- [Activity] Below is a listing. Write out exactly its lines between the one holding "Ok(districts)" and the one holding "let Some(profile) = district.profile()", inclusive.
'''
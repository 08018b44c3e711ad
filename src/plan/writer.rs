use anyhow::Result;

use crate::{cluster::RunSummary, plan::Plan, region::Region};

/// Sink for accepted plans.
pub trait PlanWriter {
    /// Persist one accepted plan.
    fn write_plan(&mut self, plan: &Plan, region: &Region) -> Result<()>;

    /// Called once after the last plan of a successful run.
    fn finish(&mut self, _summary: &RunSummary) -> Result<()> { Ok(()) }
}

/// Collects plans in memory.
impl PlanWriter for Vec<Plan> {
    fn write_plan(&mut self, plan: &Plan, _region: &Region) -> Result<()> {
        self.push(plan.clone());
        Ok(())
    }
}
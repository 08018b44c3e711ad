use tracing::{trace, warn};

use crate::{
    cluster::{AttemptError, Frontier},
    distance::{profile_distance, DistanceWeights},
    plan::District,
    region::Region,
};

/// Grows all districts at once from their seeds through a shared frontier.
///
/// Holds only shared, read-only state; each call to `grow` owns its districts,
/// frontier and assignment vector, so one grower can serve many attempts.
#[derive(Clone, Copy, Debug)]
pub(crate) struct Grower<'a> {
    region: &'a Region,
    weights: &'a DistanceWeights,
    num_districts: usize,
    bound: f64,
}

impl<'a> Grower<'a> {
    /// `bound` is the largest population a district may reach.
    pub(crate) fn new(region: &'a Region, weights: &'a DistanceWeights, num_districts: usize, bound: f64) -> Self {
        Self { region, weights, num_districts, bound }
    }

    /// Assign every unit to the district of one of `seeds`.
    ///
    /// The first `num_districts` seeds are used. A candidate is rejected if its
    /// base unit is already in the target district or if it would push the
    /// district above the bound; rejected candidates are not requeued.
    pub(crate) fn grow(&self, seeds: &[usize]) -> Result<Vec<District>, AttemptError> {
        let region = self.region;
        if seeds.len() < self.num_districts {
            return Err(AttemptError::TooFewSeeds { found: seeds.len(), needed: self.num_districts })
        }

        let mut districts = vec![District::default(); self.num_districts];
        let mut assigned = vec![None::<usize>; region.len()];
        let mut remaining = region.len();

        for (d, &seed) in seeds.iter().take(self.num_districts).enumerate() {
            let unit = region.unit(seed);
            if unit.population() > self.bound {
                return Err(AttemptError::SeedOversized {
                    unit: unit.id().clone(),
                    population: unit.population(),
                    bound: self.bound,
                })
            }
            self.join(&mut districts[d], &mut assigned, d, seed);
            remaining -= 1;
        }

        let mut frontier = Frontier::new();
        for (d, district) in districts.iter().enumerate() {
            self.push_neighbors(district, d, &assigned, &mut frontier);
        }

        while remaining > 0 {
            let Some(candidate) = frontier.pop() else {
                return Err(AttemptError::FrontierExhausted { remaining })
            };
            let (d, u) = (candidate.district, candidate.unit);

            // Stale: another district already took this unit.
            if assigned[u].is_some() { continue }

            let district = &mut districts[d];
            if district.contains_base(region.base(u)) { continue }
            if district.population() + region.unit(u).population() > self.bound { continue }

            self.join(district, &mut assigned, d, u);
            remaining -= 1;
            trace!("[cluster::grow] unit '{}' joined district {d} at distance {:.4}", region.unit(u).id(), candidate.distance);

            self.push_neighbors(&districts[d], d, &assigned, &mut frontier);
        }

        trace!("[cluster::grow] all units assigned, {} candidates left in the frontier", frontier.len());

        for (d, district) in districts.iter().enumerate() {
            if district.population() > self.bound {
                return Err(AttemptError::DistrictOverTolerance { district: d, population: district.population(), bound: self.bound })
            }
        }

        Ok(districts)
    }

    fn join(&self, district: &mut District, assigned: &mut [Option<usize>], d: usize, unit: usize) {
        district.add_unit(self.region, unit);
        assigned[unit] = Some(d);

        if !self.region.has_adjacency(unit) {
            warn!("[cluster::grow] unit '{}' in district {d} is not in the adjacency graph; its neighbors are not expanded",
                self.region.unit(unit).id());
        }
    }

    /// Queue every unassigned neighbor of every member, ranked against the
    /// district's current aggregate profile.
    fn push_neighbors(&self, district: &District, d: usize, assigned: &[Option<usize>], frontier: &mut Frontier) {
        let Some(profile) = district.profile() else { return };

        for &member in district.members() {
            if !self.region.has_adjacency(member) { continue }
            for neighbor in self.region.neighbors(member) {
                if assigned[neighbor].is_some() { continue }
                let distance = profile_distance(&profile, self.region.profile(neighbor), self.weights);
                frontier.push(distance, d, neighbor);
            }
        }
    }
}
'''
- [Result]
        Ok(districts)
    }

    fn join(&self, district: &mut District, assigned: &mut [Option<usize>], d: usize, unit: usize) {
        district.add_unit(self.region, unit);
        assigned[unit] = Some(d);

        if !self.region.has_adjacency(unit) {
            warn!("[cluster::grow] unit '{}' in district {d} is not in the adjacency graph; its neighbors are not expanded",
                self.region.unit(unit).id());
        }
    }

    /// Queue every unassigned neighbor of every member, ranked against the
    /// district's current aggregate profile.
    fn push_neighbors(&self, district: &District, d: usize, assigned: &[Option<usize>], frontier: &mut Frontier) {
        let Some(profile) = district.profile() else { return };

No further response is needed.